After the Fed announced overnight that it would reduce its monthly purchases by $10 billion a month, spot gold fell 2.3% within two hours, but four hours after that, it was within half a percentage point of its previous close.
By early afternoon on Thursday in Asia, spot gold was at $1,220.10 a troy ounce, up 0.1% so far in the day and down 0.9% compared with Tuesday’s close.
Back in April, gold investors were in part concerned about U.S. bond yields rising, which could diminish gold’s safe-haven appeal and push the dollar higher, which also tends to hurt prices of dollar-denominated commodities, as it makes them more expensive for holders of other currencies.
A Shanghai-based gold trader said it isn’t so surprising that the precious metal’s price has been relatively steady in the face of the Fed’s move. “After all… the macroeconomic background for gold hasn’t really changed that much” given that the U.S. central bank is only diminishing—not cutting off—its bond-buying program.

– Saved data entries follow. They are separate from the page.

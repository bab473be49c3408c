//! # Iteration History
//!
//! Per-stage ordered outputs plus the index each stage is currently showing.
//! This is a projection over [`PipelineState::stage_histories`] and has no
//! storage of its own.
//!
//! The viewed index follows new entries only while it sits on the latest
//! entry, so a reader reviewing an older iteration is not yanked forward by a
//! run that is still appending.

use super::pipeline_state::PipelineState;
use crate::swarm::pipeline::StageId;

impl PipelineState {
    /// All entries of a stage, oldest first
    pub fn entries(&self, stage: StageId) -> &[String] {
        self.stage_histories
            .get(&stage)
            .map(Vec::as_slice)
            .unwrap_or(&[])
    }

    pub fn count(&self, stage: StageId) -> usize {
        self.entries(stage).len()
    }

    pub fn get(&self, stage: StageId, index: usize) -> Option<&str> {
        self.entries(stage).get(index).map(String::as_str)
    }

    /// Most recent entry, empty when the stage never ran
    pub fn latest(&self, stage: StageId) -> &str {
        self.entries(stage).last().map(String::as_str).unwrap_or("")
    }

    /// Append a finished entry and return its index
    pub fn append(&mut self, stage: StageId, text: impl Into<String>) -> usize {
        let following_tail = self.is_viewing_latest(stage);
        let entries = self.stage_histories.entry(stage).or_default();
        entries.push(text.into());
        let index = entries.len() - 1;
        if following_tail {
            self.viewed_iteration.insert(stage, index);
        }
        index
    }

    /// Reserve an empty tail slot for a stage that is about to stream
    pub fn reserve_slot(&mut self, stage: StageId) -> usize {
        self.append(stage, String::new())
    }

    /// Append a streamed fragment to a reserved slot
    pub fn append_fragment(&mut self, stage: StageId, index: usize, fragment: &str) {
        if let Some(slot) = self
            .stage_histories
            .get_mut(&stage)
            .and_then(|entries| entries.get_mut(index))
        {
            slot.push_str(fragment);
        }
    }

    /// Overwrite a reserved slot, e.g. with fallback text
    pub fn replace_slot(&mut self, stage: StageId, index: usize, text: impl Into<String>) {
        if let Some(slot) = self
            .stage_histories
            .get_mut(&stage)
            .and_then(|entries| entries.get_mut(index))
        {
            *slot = text.into();
        }
    }

    /// Drop entries beyond `len`; only restart wipes shrink a history
    pub fn truncate(&mut self, stage: StageId, len: usize) {
        let remaining = match self.stage_histories.get_mut(&stage) {
            Some(entries) => {
                entries.truncate(len);
                entries.len()
            }
            None => return,
        };
        let viewed = self.viewed_iteration.entry(stage).or_insert(0);
        *viewed = (*viewed).min(remaining.saturating_sub(1));
    }

    /// Select which entry a stage displays, clamped into range
    pub fn set_viewed(&mut self, stage: StageId, index: usize) {
        let count = self.count(stage);
        if count == 0 {
            return;
        }
        self.viewed_iteration.insert(stage, index.min(count - 1));
    }

    pub fn viewed_index(&self, stage: StageId) -> usize {
        self.viewed_iteration.get(&stage).copied().unwrap_or(0)
    }

    /// Text of the entry currently displayed, empty when the stage never ran
    pub fn get_viewed(&self, stage: StageId) -> &str {
        self.get(stage, self.viewed_index(stage)).unwrap_or("")
    }

    fn is_viewing_latest(&self, stage: StageId) -> bool {
        let count = self.count(stage);
        count == 0 || self.viewed_index(stage) + 1 >= count
    }
}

Even the initial dip was more pronounced than it might have been if the timing of decision hadn’t been well-flagged: The price was bid up in the hours ahead of the announcement as investors scurried to close out short positions, bets that prices would fall, in case the Fed would have decided to stand pat on its stimulus.
Meanwhile, gold has had strong support at the $1,200 level. Spot gold has only breached that level once this year, hitting $1,180.20/oz during intraday trading on June 28.
“I think longs are trying to protect [gold’s price] at $1,150-$1,200, as that’s where gold miners break even this year,” the trader said, referring to investors who set up “long” positions—bets that the price will increase.
Traders said that such investors helped support gold prices after the initial dip following the Fed announcement.
Seasonal buying in Asian countries, including China, will also provide a floor for prices. Chinese typically buy gold bars or jewelry as gifts to mark the Lunar New Year period, which this year straddles January and February.
Intl FCStone senior analyst Ed Meir said the next few days will be decisive for gold. If it resumes a downward course, it may “retest of the old lows of around $1180/ounce,” he said.
How currencies, especially the dollar, react to the news will be particularly influential on gold’s direction.
“I think we want to see what Europe and the U.S. counterparts will do later” Thursday, the trader said, .
So far, the dollar is higher against its major rivals, with the U.S. Dollar Index, a gauge of the greenback against a basket of global currencies, up 0.6% at 80.755.
“We think the reaction in the markets is far from over, and we will likely need to get through this week before the bulk of the volatility subsides,” Mr. Meir said.